# Tubular Tire Removal and reuse



## trunkz22 (Sep 12, 2008)

I have a set of wheels I'm trying to sell and they aren't doing well with the tires on them. The tires are in very fine shape (almost new). Can I remove them and re-use them somewhere else or is it over once I take them off?


----------



## Mackers (Dec 29, 2009)

If you take care not to tear (off) the basetape, you can reuse them without any problems.


----------



## El Literato Loco (Apr 14, 2010)

Mackers said:


> If you take care not to tear (off) the basetape, you can reuse them without any problems.


Rip those suckers off. Even if you do tear away the base-tape, you can reglue it. Yellowjersey has a nice little tutorial about it - part of how to repair the inner-tube of a tubular.

Oh, and clean the old glue off the rim with a solvent that won't harm your rim. I'm casually in the market for a new set of sew-up rims (probably just silver Mavic Reflexes, but I do like the Ambrosio Nemesises (Nemeses?)) and the residue just looks tacky.

/rimshot


----------



## foofighter (Dec 19, 2008)

i just read some stuff on the weight weenies forum for gluing tubies and on page 94 and 95 or so there is mention of using odorless mineral spirits(OMS), apply let soak and w/ shop rag rub off in one direction as opposed to the back and forth method as it only mucks things up more. 

Acetone is used to clean the greasy residue off and should not be used to remove the glue as the flashes off too quickly for it to do the job. so use OMS


----------



## takl23 (Jul 22, 2007)

Goof off professional strength works just fine. My LBS uses it and I've used several times.

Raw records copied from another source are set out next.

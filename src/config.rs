//! Application configuration.

use std::path::PathBuf;
use std::time::Duration;

use serde::{Deserialize, Serialize};

/// Application configuration.
#[derive(Debug, Clone, Serialize, Deserialize)]
pub struct AppConfig {
    /// Application version
    pub version: String,
    /// Data directory path
    #[serde(skip)]
    pub data_dir: PathBuf,
    /// Ledger access settings
    pub ledger: LedgerSettings,
    /// Reconciliation settings
    pub sync: SyncSettings,
}

impl Default for AppConfig {
    fn default() -> Self {
        Self {
            version: env!("CARGO_PKG_VERSION").to_string(),
            data_dir: PathBuf::new(),
            ledger: LedgerSettings::default(),
            sync: SyncSettings::default(),
        }
    }
}

impl AppConfig {
    /// Path of the SQLite database inside the data directory.
    pub fn database_path(&self) -> PathBuf {
        self.data_dir.join("questboard.db")
    }
}

/// Ledger access settings.
#[derive(Debug, Clone, Serialize, Deserialize)]
pub struct LedgerSettings {
    /// Base URL of the ledger RPC gateway
    pub rpc_url: String,
    /// Asset whose balances back on-chain XP
    pub asset_id: String,
    /// Per-request timeout in seconds
    pub request_timeout_secs: u32,
}

impl Default for LedgerSettings {
    fn default() -> Self {
        Self {
            rpc_url: "https://rpc.questboard.io".to_string(),
            asset_id: "XPT".to_string(),
            request_timeout_secs: 10,
        }
    }
}

impl LedgerSettings {
    /// Per-request timeout as a duration.
    pub fn request_timeout(&self) -> Duration {
        Duration::from_secs(self.request_timeout_secs as u64)
    }
}

/// Reconciliation settings.
#[derive(Debug, Clone, Serialize, Deserialize)]
pub struct SyncSettings {
    /// Concurrent ledger reads per batch
    pub batch_size: usize,
    /// Delay between batches in milliseconds
    pub batch_delay_ms: u64,
    /// Seconds between periodic reconciliation runs
    pub interval_secs: u64,
}

impl Default for SyncSettings {
    fn default() -> Self {
        Self {
            batch_size: 10,
            batch_delay_ms: 100,
            interval_secs: 300,
        }
    }
}

impl SyncSettings {
    /// Inter-batch delay as a duration.
    pub fn batch_delay(&self) -> Duration {
        Duration::from_millis(self.batch_delay_ms)
    }

    /// Run interval as a duration.
    pub fn interval(&self) -> Duration {
        Duration::from_secs(self.interval_secs)
    }
}

/// Get the application data directory.
pub fn get_data_dir() -> PathBuf {
    directories::ProjectDirs::from("com", "questboard", "Questboard")
        .map(|dirs| dirs.data_dir().to_path_buf())
        .unwrap_or_else(|| PathBuf::from("."))
}

/// Get the configuration file path.
pub fn get_config_path() -> PathBuf {
    get_data_dir().join("config.toml")
}

/// Load application configuration from file.
pub fn load_config() -> Result<AppConfig, ConfigError> {
    let path = get_config_path();

    if !path.exists() {
        let config = AppConfig {
            data_dir: get_data_dir(),
            ..Default::default()
        };
        return Ok(config);
    }

    let content =
        std::fs::read_to_string(&path).map_err(|e| ConfigError::IoError(e.to_string()))?;

    let mut config: AppConfig =
        toml::from_str(&content).map_err(|e| ConfigError::ParseError(e.to_string()))?;

    config.data_dir = get_data_dir();

    Ok(config)
}

/// Save application configuration to file.
pub fn save_config(config: &AppConfig) -> Result<(), ConfigError> {
    let path = get_config_path();

    // Ensure parent directory exists
    if let Some(parent) = path.parent() {
        std::fs::create_dir_all(parent).map_err(|e| ConfigError::IoError(e.to_string()))?;
    }

    let content =
        toml::to_string_pretty(config).map_err(|e| ConfigError::SerializeError(e.to_string()))?;

    std::fs::write(&path, content).map_err(|e| ConfigError::IoError(e.to_string()))?;

    Ok(())
}

/// Configuration errors.
#[derive(Debug, thiserror::Error)]
pub enum ConfigError {
    #[error("IO error: {0}")]
    IoError(String),

    #[error("Parse error: {0}")]
    ParseError(String),

    #[error("Serialize error: {0}")]
    SerializeError(String),
}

I work my way between spoke holes, spray on wheel, spray on rag then using either a different rag or a corner of the current one that is a little bit drier I rub off the glue. 

I've used Goof Off on glue and Tufo Extreme Tape just fine.


----------



## Kerry Irons (Feb 25, 2002)

*Acetone flash*



foofighter said:


> Acetone is used to clean the greasy residue off and should not be used to remove the glue as the flashes off too quickly for it to do the job.


Nope, that's not it. Acetone is a lousy solvent for removing tubular glue, and that is why it doesn't work. Aromatic solvents like toluene and xylene are the best, and your paint store will have some choices that list these (or say aromatic solvent) on the label, or you can look up the MSDS.


----------



## saf-t (Sep 24, 2008)

Kerry Irons said:


> Nope, that's not it. Acetone is a lousy solvent for removing tubular glue, and that is why it doesn't work. Aromatic solvents like toluene and xylene are the best, and your paint store will have some choices that list these (or say aromatic solvent) on the label, or you can look up the MSDS.


Use these outside. Toluene is absorbed _through_ the skin. Just sayin'.......


----------



## foofighter (Dec 19, 2008)

i poured toulene in my gas tank


----------



## Kerry Irons (Feb 25, 2002)

*Solvent dangers*



saf-t said:


> Use these outside. Toluene is absorbed _through_ the skin. Just sayin'.......


With a good solvent like toluene, you can use very small amounts (just wetting a rag). Wear gloves if you're scared, and work outside likewise. For me, wet the rag, fold the dry part of the rag over the wet part a couple of times, and the toluene never touches my skin. Of course I quit riding tubulars 14 years ago so it's no longer an issue, but it wasn't much of an issue then. The amount of solvent was so small you could barely smell it in my shop, let alone in the rest of the house.


----------